Nothing but the lines from the start of the entries through the line containing "#[derive(Clone, Debug, PartialEq, Eq)]" should appear in the answer, each given exactly.

Data under study =>
========================================================================

#![forbid(unsafe_code)]

use super::gh::{GhCli, GraphqlVar, LOOKUP_TIMEOUT, pointer};
use super::{TrackerConfig, TrackerError, TrackerSync};
use serde_json::Value;
use std::collections::HashMap;
use tracing::{info, warn};

const PROJECT_ID_QUERY: &str = r#"
query($org: String!, $number: Int!) {
  organization(login: $org) {
    projectV2(number: $number) { id }
  }
}"#;

const FIELDS_QUERY: &str = r#"
query($org: String!, $number: Int!) {
  organization(login: $org) {
    projectV2(number: $number) {
      fields(first: 20) {
        nodes {
          ... on ProjectV2SingleSelectField { id name options { id name } }
        }
      }
    }
  }
}"#;

const ITEMS_QUERY: &str = r#"
query($org: String!, $number: Int!) {
  organization(login: $org) {
    projectV2(number: $number) {
      items(first: 100) {
        nodes { id content { ... on Issue { number } } }
      }
    }
  }
}"#;

const SET_OPTION_MUTATION: &str = r#"
mutation($projectId: ID!, $itemId: ID!, $fieldId: ID!, $optionId: String!) {
  updateProjectV2ItemFieldValue(
    input: {
      projectId: $projectId
      itemId: $itemId
      fieldId: $fieldId
      value: { singleSelectOptionId: $optionId }
    }
  ) { projectV2Item { id } }
}"#;

/// A single-select board column and its options in board order.
#[derive(Clone, Debug, PartialEq, Eq)]
pub(crate) struct SelectField {
    pub(crate) id: String,
    pub(crate) options: Vec<(String, String)>,
}

impl SelectField {
    fn option_id(&self, name: &str) -> Option<&str> {
        self.options
            .iter()
            .find(|(option, _)| option == name)
            .map(|(_, id)| id.as_str())
    }
}

/// Pushes single-select values to a GitHub Projects v2 board.
///
/// The project id and field layout are fetched once per instance.
pub(crate) struct GhProjectSync {
    gh: GhCli,
    org: String,
    project_number: i64,
    project_id: Option<String>,
    fields: Option<HashMap<String, SelectField>>,
}

impl GhProjectSync {
    /// Resolves credentials: `GITHUB_TOKEN`, else `gh auth token`.
    pub(crate) fn connect(config: &TrackerConfig) -> Result<Self, TrackerError> {
        let gh = GhCli::new(config.gh_bin.clone());
        let token = match std::env::var("GITHUB_TOKEN") {
            Ok(token) if !token.trim().is_empty() => token,
            _ => gh
                .run(&["auth".to_string(), "token".to_string()], LOOKUP_TIMEOUT)
                .ok()
                .map(|out| out.trim().to_string())
                .filter(|token| !token.is_empty())
                .ok_or_else(|| {
                    TrackerError::Config(
                        "No GitHub token found. Set GITHUB_TOKEN or run 'gh auth login'"
                            .to_string(),
                    )
                })?,
        };
        Ok(Self {
            gh: gh.with_token(token),
            org: config.org.clone(),
            project_number: config.project_number,
            project_id: None,
            fields: None,
        })
    }

    fn board_vars(&self) -> [(&'static str, GraphqlVar); 2] {
        [
            ("org", GraphqlVar::Raw(self.org.clone())),
            ("number", GraphqlVar::Int(self.project_number)),
        ]
    }

    fn project_id(&mut self) -> Result<String, TrackerError> {
        if let Some(id) = &self.project_id {
            return Ok(id.clone());
        }
        let response = self.gh.graphql(PROJECT_ID_QUERY, &self.board_vars())?;
        let id = parse_project_id(&response)?;
        self.project_id = Some(id.clone());
        Ok(id)
    }

    fn field(&mut self, name: &str) -> Result<SelectField, TrackerError> {
        if self.fields.is_none() {
            let response = self.gh.graphql(FIELDS_QUERY, &self.board_vars())?;
            self.fields = Some(parse_select_fields(&response)?);
        }
        self.fields
            .as_ref()
            .and_then(|fields| fields.get(name))
            .cloned()
            .ok_or_else(|| TrackerError::UnknownField(name.to_string()))
    }

    fn item_id(&self, issue_number: i64) -> Result<Option<String>, TrackerError> {
        let response = self.gh.graphql(ITEMS_QUERY, &self.board_vars())?;
        find_item_id(&response, issue_number)
    }
}

impl TrackerSync for GhProjectSync {
    fn sync_field(
        &mut self,
        issue_number: i64,
        field: &str,
        value: &str,
    ) -> Result<bool, TrackerError> {
        let Some(item_id) = self.item_id(issue_number)? else {
            warn!(issue_number, "issue not found in project");
            return Ok(false);
        };
        let column = self.field(field)?;
        let Some(option_id) = column.option_id(value) else {
            return Err(TrackerError::InvalidOption {
                field: field.to_string(),
                value: value.to_string(),
                valid: column.options.iter().map(|(name, _)| name.clone()).collect(),
            });
        };
        let project_id = self.project_id()?;

        self.gh.graphql(
            SET_OPTION_MUTATION,
            &[
                ("projectId", GraphqlVar::Raw(project_id)),
                ("itemId", GraphqlVar::Raw(item_id)),
                ("fieldId", GraphqlVar::Raw(column.id.clone())),
                ("optionId", GraphqlVar::Raw(option_id.to_string())),
            ],
        )?;
        info!(issue_number, field, value, "updated project field");
        Ok(true)
    }
}

pub(crate) fn parse_project_id(response: &Value) -> Result<String, TrackerError> {
    pointer(response, "/data/organization/projectV2/id")?
        .as_str()
        .map(str::to_string)
        .ok_or_else(|| TrackerError::Parse("project id is not a string".to_string()))
}

/// Single-select fields by name. Nodes of other field types come back as
/// empty objects and are skipped.
pub(crate) fn parse_select_fields(
    response: &Value,
) -> Result<HashMap<String, SelectField>, TrackerError> {
    let nodes = pointer(response, "/data/organization/projectV2/fields/nodes")?
        .as_array()
        .ok_or_else(|| TrackerError::Parse("fields.nodes is not a list".to_string()))?;

    let mut fields = HashMap::new();
    for node in nodes {
        let (Some(id), Some(name)) = (
            node.get("id").and_then(Value::as_str),
            node.get("name").and_then(Value::as_str),
        ) else {
            continue;
        };
        let options = node
            .get("options")
            .and_then(Value::as_array)
            .map(|options| {
                options
                    .iter()
                    .filter_map(|option| {
                        let name = option.get("name")?.as_str()?;
                        let id = option.get("id")?.as_str()?;
                        Some((name.to_string(), id.to_string()))
                    })
                    .collect()
            })
            .unwrap_or_default();
        fields.insert(
            name.to_string(),
            SelectField {
                id: id.to_string(),
                options,
            },
        );
    }
    Ok(fields)
}

pub(crate) fn find_item_id(
    response: &Value,
    issue_number: i64,
) -> Result<Option<String>, TrackerError> {
    let nodes = pointer(response, "/data/organization/projectV2/items/nodes")?
        .as_array()
        .ok_or_else(|| TrackerError::Parse("items.nodes is not a list".to_string()))?;
    Ok(nodes
        .iter()
        .find(|node| {
            node.pointer("/content/number").and_then(Value::as_i64) == Some(issue_number)
        })
        .and_then(|node| node.get("id").and_then(Value::as_str))
        .map(str::to_string))
}
#![forbid(unsafe_code)]
#![allow(dead_code)]

use serde_json::{Value, json};
use std::io::{BufRead, BufReader, Write};
use std::path::{Path, PathBuf};
use std::process::{Child, ChildStdin, ChildStdout, Command, Stdio};
use tempfile::TempDir;

pub(crate) const BACKLOG: &str = "\
# backlog under test
work_items:
- issue_number: 21
  wbs_id: WS-21000
  wbs_type: Epic
  milestone: 'M2.1: Sync'
  title: Tracker sync
  priority: 🔥 High
  effort_days: 0
  work_stream: WS2 Integrations
  status: In Progress
- issue_number: 22
  wbs_id: WS-21100
  wbs_type: Feature
  wbs_parent: WS-21000
  issue_parent: 21
  milestone: 'M2.1: Sync'
  title: Board push
  priority: 🟡 Medium
  effort_days: 5
  work_stream: WS2 Integrations
  status: Done
- issue_number: 23
  wbs_id: WS-21200
  wbs_type: Feature
  wbs_parent: WS-21000
  issue_parent: 21
  milestone: 'M2.1: Sync'
  title: Review threads
  priority: 🟡 Medium
  effort_days: 3
  work_stream: WS2 Integrations
  status: Todo   # next up
- issue_number: 24
  wbs_id: WS-29900
  wbs_type: Feature
  title: Unplanned
  priority: 🟢 Low
  effort_days: 1
  work_stream: WS9
  status: Todo
";

/// Scratch directory holding `work-items.yaml`.
pub(crate) struct Backlog {
    dir: TempDir,
}

impl Backlog {
    pub(crate) fn new(text: &str) -> Self {
        let dir = TempDir::new().expect("temp dir");
        std::fs::write(dir.path().join("work-items.yaml"), text).expect("write backlog");
        Self { dir }
    }

    pub(crate) fn path(&self) -> PathBuf {
        self.dir.path().join("work-items.yaml")
    }

    pub(crate) fn dir(&self) -> &Path {
        self.dir.path()
    }

    pub(crate) fn read(&self) -> String {
        std::fs::read_to_string(self.path()).expect("read backlog")
    }
}

pub(crate) fn command(work_items: &Path) -> Command {
    let mut command = Command::new(env!("CARGO_BIN_EXE_wbs_mcp"));
    command
        .arg("--work-items")
        .arg(work_items)
        .env_remove("GITHUB_TOKEN")
        .env_remove("WBS_WORK_ITEMS_PATH")
        .env_remove("WBS_MCP_NO_BACKUP")
        .env("WBS_MCP_GH_BIN", "/nonexistent/wbs-mcp-test-gh")
        .env("WBS_MCP_LOG", "warn");
    command
}

pub(crate) struct Server {
    child: Child,
    stdin: ChildStdin,
    stdout: BufReader<ChildStdout>,
    pub(crate) backlog: Backlog,
}

impl Server {
    pub(crate) fn start(text: &str) -> Self {
        Self::start_with_args(text, &[])
    }

    pub(crate) fn start_with_args(text: &str, extra_args: &[&str]) -> Self {
        let backlog = Backlog::new(text);
        let mut child = command(&backlog.path())
            .args(extra_args)
            .stdin(Stdio::piped())
            .stdout(Stdio::piped())
            .stderr(Stdio::null())
            .spawn()
            .expect("spawn wbs_mcp");

        let stdin = child.stdin.take().expect("stdin");
        let stdout = BufReader::new(child.stdout.take().expect("stdout"));
        Self {
            child,
            stdin,
            stdout,
            backlog,
        }
    }

    pub(crate) fn send(&mut self, req: Value) {
        writeln!(self.stdin, "{req}").expect("write request");
        self.stdin.flush().expect("flush request");
    }

    pub(crate) fn send_raw(&mut self, line: &str) {
        writeln!(self.stdin, "{line}").expect("write line");
        self.stdin.flush().expect("flush line");
    }

    pub(crate) fn recv(&mut self) -> Value {
        let mut line = String::new();
        self.stdout.read_line(&mut line).expect("read response");
        assert!(!line.trim().is_empty(), "empty response line");
        serde_json::from_str(&line).expect("parse response json")
    }

    pub(crate) fn request(&mut self, req: Value) -> Value {
        self.send(req);
        self.recv()
    }

    pub(crate) fn initialize_default(&mut self) {
        let _ = self.request(json!({
            "jsonrpc": "2.0",
            "id": 1,
            "method": "initialize",
            "params": { "protocolVersion": "2024-11-05", "capabilities": {}, "clientInfo": { "name": "test", "version": "0" } }
        }));
        self.send(json!({
            "jsonrpc": "2.0",
            "method": "notifications/initialized",
            "params": {}
        }));
    }

    pub(crate) fn start_initialized(text: &str) -> Self {
        let mut server = Self::start(text);
        server.initialize_default();
        server
    }

    pub(crate) fn call(&mut self, id: i64, name: &str, arguments: Value) -> Value {
        self.request(json!({
            "jsonrpc": "2.0",
            "id": id,
            "method": "tools/call",
            "params": { "name": name, "arguments": arguments }
        }))
    }
}

impl Drop for Server {
    fn drop(&mut self) {
        let _ = self.child.kill();
        let _ = self.child.wait();
    }
}

pub(crate) fn extract_tool_text(resp: &Value) -> String {
    resp.get("result")
        .and_then(|v| v.get("content"))
        .and_then(|v| v.get(0))
        .and_then(|v| v.get("text"))
        .and_then(|v| v.as_str())
        .expect("result.content[0].text")
        .to_string()
}

pub(crate) fn is_error(resp: &Value) -> bool {
    resp.get("result")
        .and_then(|v| v.get("isError"))
        .and_then(|v| v.as_bool())
        .expect("result.isError")
}

pub(crate) fn assert_json_rpc_error(resp: &Value, expected_code: i64) {
    let code = resp
        .get("error")
        .and_then(|v| v.get("code"))
        .and_then(|v| v.as_i64())
        .expect("error.code");
    assert_eq!(code, expected_code);
}
#![forbid(unsafe_code)]

use super::ArgMap;
use serde_json::Value;

pub(crate) fn optional_bool(args: &ArgMap, key: &str) -> Result<Option<bool>, String> {
    match args.get(key) {
        None | Some(Value::Null) => Ok(None),
        Some(Value::Bool(v)) => Ok(Some(*v)),
        Some(_) => Err(format!("{key} must be a boolean")),
    }
}
#![forbid(unsafe_code)]

use super::number;
use wbs_core::model::WorkRecord;

fn summary(record: &WorkRecord) -> String {
    let mut lines = vec![
        format!("**{}**: {}", record.id, record.title),
        format!(
            "Type: {} | Status: {} | Priority: {}",
            record.kind, record.status, record.priority
        ),
        format!(
            "Effort: {} days | Stream: {}",
            number(record.effort_days),
            record.work_stream
        ),
    ];
    if let Some(milestone) = record.milestone_label() {
        lines.push(format!("Milestone: {milestone}"));
    }
    if let Some(parent) = record.parent() {
        lines.push(format!("Parent: {parent}"));
    }
    if !record.meta.responsible_architect.is_empty() {
        lines.push(format!("Owner: {}", record.meta.responsible_architect));
    }
    if let Some((start, end)) = timeline(record) {
        lines.push(format!("Timeline: {start} → {end}"));
    }
    lines.join("\n")
}

fn timeline(record: &WorkRecord) -> Option<(&str, &str)> {
    let start = record.meta.start_date.as_deref().filter(|d| !d.is_empty())?;
    let end = record.meta.end_date.as_deref().filter(|d| !d.is_empty())?;
    Some((start, end))
}

pub(crate) fn render_list(records: &[WorkRecord]) -> String {
    if records.is_empty() {
        return "No work items found matching the specified criteria.".to_string();
    }
    let mut lines = vec![
        format!("Found {} work items", records.len()),
        String::new(),
        "---".to_string(),
        String::new(),
    ];
    for record in records {
        lines.push(summary(record));
        lines.push(String::new());
        lines.push("---".to_string());
        lines.push(String::new());
    }
    lines.join("\n")
}

pub(crate) fn render_detail(record: &WorkRecord) -> String {
    let mut lines = vec![
        format!("# {}: {}", record.id, record.title),
        String::new(),
        format!("**Type**: {}", record.kind),
        format!("**Status**: {}", record.status),
        format!("**Priority**: {}", record.priority),
        format!("**Work Stream**: {}", record.work_stream),
        format!("**Effort**: {} days", number(record.effort_days)),
        String::new(),
    ];
    if let Some(milestone) = record.milestone_label() {
        lines.push(format!("**Milestone**: {milestone}"));
    }
    if let Some(parent) = record.parent() {
        lines.push(format!("**Parent WBS**: {parent}"));
    }
    if !record.meta.responsible_architect.is_empty() {
        lines.push(format!(
            "**Responsible Architect**: {}",
            record.meta.responsible_architect
        ));
    }
    if let Some((start, end)) = timeline(record) {
        lines.push(String::new());
        lines.push(format!("**Timeline**: {start} → {end}"));
    }
    if !record.meta.assignees.is_empty() {
        lines.push(String::new());
        lines.push(format!("**Assignees**: {}", record.meta.assignees.join(", ")));
    }
    lines.push(String::new());
    lines.push(format!("**GitHub Issue**: #{}", record.issue_number));
    lines.push(String::new());
    lines.push("## Description".to_string());
    lines.push(String::new());
    lines.push(if record.meta.description.is_empty() {
        "*No description provided*".to_string()
    } else {
        record.meta.description.clone()
    });
    lines.join("\n")
}
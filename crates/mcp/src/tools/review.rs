#![forbid(unsafe_code)]

use super::{ToolResult, invalid};
use crate::render::{render_reply, render_resolve, render_threads};
use crate::tracker::{GhCli, review};
use crate::{ArgMap, McpServer, optional_i64, require_string};

impl McpServer {
    fn gh(&self) -> GhCli {
        GhCli::new(self.tracker_config.gh_bin.clone())
    }

    pub(crate) fn tool_list_pr_review_threads(&mut self, args: &ArgMap) -> ToolResult {
        let pr_number = optional_i64(args, "pr_number").map_err(invalid)?;
        review::list_unresolved(&self.gh(), pr_number)
            .map(|found| render_threads(&found))
            .map_err(|err| format!("❌ Failed to get review threads: {err}"))
    }

    pub(crate) fn tool_reply_to_review_thread(&mut self, args: &ArgMap) -> ToolResult {
        let thread_id = require_string(args, "thread_id").map_err(invalid)?;
        let body = require_string(args, "body").map_err(invalid)?;
        review::reply(&self.gh(), &thread_id, &body)
            .map(|_| render_reply(&thread_id))
            .map_err(|err| format!("❌ Failed to reply: {err}"))
    }

    pub(crate) fn tool_resolve_review_thread(&mut self, args: &ArgMap) -> ToolResult {
        let thread_id = require_string(args, "thread_id").map_err(invalid)?;
        review::resolve(&self.gh(), &thread_id)
            .map(|_| render_resolve(&thread_id))
            .map_err(|err| format!("❌ Failed to resolve: {err}"))
    }
}
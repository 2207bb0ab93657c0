#![forbid(unsafe_code)]

use super::{ToolResult, invalid};
use crate::render::{SyncOutcome, UpdateOutcome, render_update};
use crate::tracker::{GhProjectSync, sync_record};
use crate::{ArgMap, McpServer, optional_bool, optional_object, require_string};
use tracing::warn;
use wbs_storage::{FieldUpdates, StoreError, WorkItemWriter};

impl McpServer {
    pub(crate) fn tool_update_work_item(&mut self, args: &ArgMap) -> ToolResult {
        let wbs_id = require_string(args, "wbs_id").map_err(invalid)?;
        let updates = optional_object(args, "updates")
            .map_err(invalid)?
            .filter(|updates| !updates.is_empty())
            .ok_or_else(|| invalid("updates must be a non-empty object"))?;
        let push = optional_bool(args, "push_to_github")
            .map_err(invalid)?
            .unwrap_or(false);

        FieldUpdates::from_json(updates)
            .and_then(|updates| self.apply_update(&wbs_id, &updates, push))
            .map(|outcome| render_update(&outcome))
            .map_err(|err| format!("❌ Update failed: {err}"))
    }

    /// Writes the document, refreshes the cached snapshot, then optionally
    /// pushes the tracked fields. A failed push never undoes the write.
    pub(crate) fn apply_update(
        &mut self,
        wbs_id: &str,
        updates: &FieldUpdates,
        push: bool,
    ) -> Result<UpdateOutcome, StoreError> {
        let record = WorkItemWriter::new(self.store.path()).update(
            wbs_id,
            updates,
            self.create_backup,
        )?;
        if let Err(err) = self.store.reload() {
            warn!(error = %err, "reload after update failed");
        }

        let sync = if !push {
            SyncOutcome::NotRequested
        } else if record.issue_number == 0 {
            SyncOutcome::Failed("No GitHub issue linked to work item".to_string())
        } else {
            self.push_to_tracker(record.issue_number, updates)
        };

        Ok(UpdateOutcome {
            record_id: record.id,
            issue_number: record.issue_number,
            fields: updates.iter().map(|(field, _)| field.to_string()).collect(),
            sync,
        })
    }

    fn push_to_tracker(&mut self, issue_number: i64, updates: &FieldUpdates) -> SyncOutcome {
        if self.tracker.is_none() {
            match GhProjectSync::connect(&self.tracker_config) {
                Ok(connected) => self.tracker = Some(Box::new(connected)),
                Err(err) => {
                    warn!(error = %err, "tracker unavailable");
                    return SyncOutcome::Failed(err.to_string());
                }
            }
        }
        let Some(tracker) = self.tracker.as_mut() else {
            return SyncOutcome::Failed("tracker unavailable".to_string());
        };

        let results = sync_record(tracker.as_mut(), issue_number, updates);
        if results.is_empty() {
            return SyncOutcome::Failed("No tracker-mapped fields to sync".to_string());
        }
        let failed: Vec<&str> = results
            .iter()
            .filter(|(_, done)| !**done)
            .map(|(field, _)| field.as_str())
            .collect();
        if failed.is_empty() {
            SyncOutcome::Synced
        } else {
            SyncOutcome::Failed(format!("Failed to sync fields: {}", failed.join(", ")))
        }
    }
}
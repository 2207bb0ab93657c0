#![forbid(unsafe_code)]

use crate::model::WorkRecord;
use std::collections::HashMap;

/// A record whose parent chain leads back to itself.
#[derive(Debug, PartialEq, Eq)]
pub(super) struct ParentCycle<'a> {
    pub record_id: &'a str,
    /// The loop starting and ending at `record_id`, following parent links.
    pub chain: Vec<&'a str>,
}

#[derive(Clone, Copy)]
enum Visit {
    OnTrail,
    Done,
}

/// Finds every record that sits on a parent cycle, once per id, in input order.
///
/// Every id has at most one parent; the last occurrence of a duplicated id
/// decides. A walk stops at a missing parent, at an explored id, or when it
/// revisits its own trail. Linear in the record count.
pub(super) fn find_parent_cycles(records: &[WorkRecord]) -> Vec<ParentCycle<'_>> {
    let mut parent_of: HashMap<&str, &str> = HashMap::with_capacity(records.len());
    for record in records {
        match record.parent() {
            Some(parent) => parent_of.insert(record.id.as_str(), parent),
            None => parent_of.remove(record.id.as_str()),
        };
    }

    let mut visits: HashMap<&str, Visit> = HashMap::with_capacity(records.len());
    let mut loops: HashMap<&str, Vec<&str>> = HashMap::new();

    for record in records {
        let mut trail: Vec<&str> = Vec::new();
        let mut current = Some(record.id.as_str());
        while let Some(id) = current {
            match visits.get(id).copied() {
                Some(Visit::Done) => break,
                Some(Visit::OnTrail) => {
                    if let Some(start) = trail.iter().position(|seen| *seen == id) {
                        record_loop(&trail[start..], &mut loops);
                    }
                    break;
                }
                None => {
                    visits.insert(id, Visit::OnTrail);
                    trail.push(id);
                    current = parent_of.get(id).copied();
                }
            }
        }
        for id in trail {
            visits.insert(id, Visit::Done);
        }
    }

    let mut cycles = Vec::with_capacity(loops.len());
    for record in records {
        if let Some(chain) = loops.remove(record.id.as_str()) {
            cycles.push(ParentCycle {
                record_id: record.id.as_str(),
                chain,
            });
        }
    }
    cycles
}

fn record_loop<'a>(members: &[&'a str], loops: &mut HashMap<&'a str, Vec<&'a str>>) {
    for (offset, member) in members.iter().enumerate() {
        let mut chain = Vec::with_capacity(members.len() + 1);
        chain.extend_from_slice(&members[offset..]);
        chain.extend_from_slice(&members[..offset]);
        chain.push(*member);
        loops.insert(*member, chain);
    }
}
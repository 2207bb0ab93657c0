#![forbid(unsafe_code)]

mod kind;
mod record;
mod status;

pub use kind::*;
pub use record::*;
pub use status::*;
#![forbid(unsafe_code)]

//! Remediation buckets for records with missing or broken relationships.

use crate::checks::{self, IdIndex};
use crate::model::WorkRecord;

/// Records needing attention, grouped by the fix they need.
///
/// A record may appear in several buckets. Entries borrow from the input slice
/// and keep its order.
#[derive(Debug, Default, PartialEq)]
pub struct OrphanReport<'a> {
    pub features_without_epic: Vec<&'a WorkRecord>,
    pub items_without_milestone: Vec<&'a WorkRecord>,
    pub broken_parent_refs: Vec<&'a WorkRecord>,
}

impl OrphanReport<'_> {
    /// Total bucket entries, counting a record once per bucket it lands in.
    pub fn total(&self) -> usize {
        self.features_without_epic.len()
            + self.items_without_milestone.len()
            + self.broken_parent_refs.len()
    }

    /// Number of non-empty buckets.
    pub fn categories(&self) -> usize {
        [
            &self.features_without_epic,
            &self.items_without_milestone,
            &self.broken_parent_refs,
        ]
        .iter()
        .filter(|bucket| !bucket.is_empty())
        .count()
    }

    pub fn is_empty(&self) -> bool {
        self.total() == 0
    }
}

pub fn find_orphans(records: &[WorkRecord]) -> OrphanReport<'_> {
    let index = IdIndex::build(records);
    let mut report = OrphanReport::default();
    for record in records {
        if checks::is_orphan_feature(record) {
            report.features_without_epic.push(record);
        }
        if checks::is_missing_milestone(record) {
            report.items_without_milestone.push(record);
        }
        if checks::dangling_parent(record, &index).is_some() {
            report.broken_parent_refs.push(record);
        }
    }
    report
}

========================================================================

Solved problem =>
#![forbid(unsafe_code)]

use super::gh::{GhCli, GraphqlVar, LOOKUP_TIMEOUT, pointer};
use super::{TrackerConfig, TrackerError, TrackerSync};
use serde_json::Value;
use std::collections::HashMap;
use tracing::{info, warn};

const PROJECT_ID_QUERY: &str = r#"
query($org: String!, $number: Int!) {
  organization(login: $org) {
    projectV2(number: $number) { id }
  }
}"#;

const FIELDS_QUERY: &str = r#"
query($org: String!, $number: Int!) {
  organization(login: $org) {
    projectV2(number: $number) {
      fields(first: 20) {
        nodes {
          ... on ProjectV2SingleSelectField { id name options { id name } }
        }
      }
    }
  }
}"#;

const ITEMS_QUERY: &str = r#"
query($org: String!, $number: Int!) {
  organization(login: $org) {
    projectV2(number: $number) {
      items(first: 100) {
        nodes { id content { ... on Issue { number } } }
      }
    }
  }
}"#;

const SET_OPTION_MUTATION: &str = r#"
mutation($projectId: ID!, $itemId: ID!, $fieldId: ID!, $optionId: String!) {
  updateProjectV2ItemFieldValue(
    input: {
      projectId: $projectId
      itemId: $itemId
      fieldId: $fieldId
      value: { singleSelectOptionId: $optionId }
    }
  ) { projectV2Item { id } }
}"#;

/// A single-select board column and its options in board order.
#[derive(Clone, Debug, PartialEq, Eq)]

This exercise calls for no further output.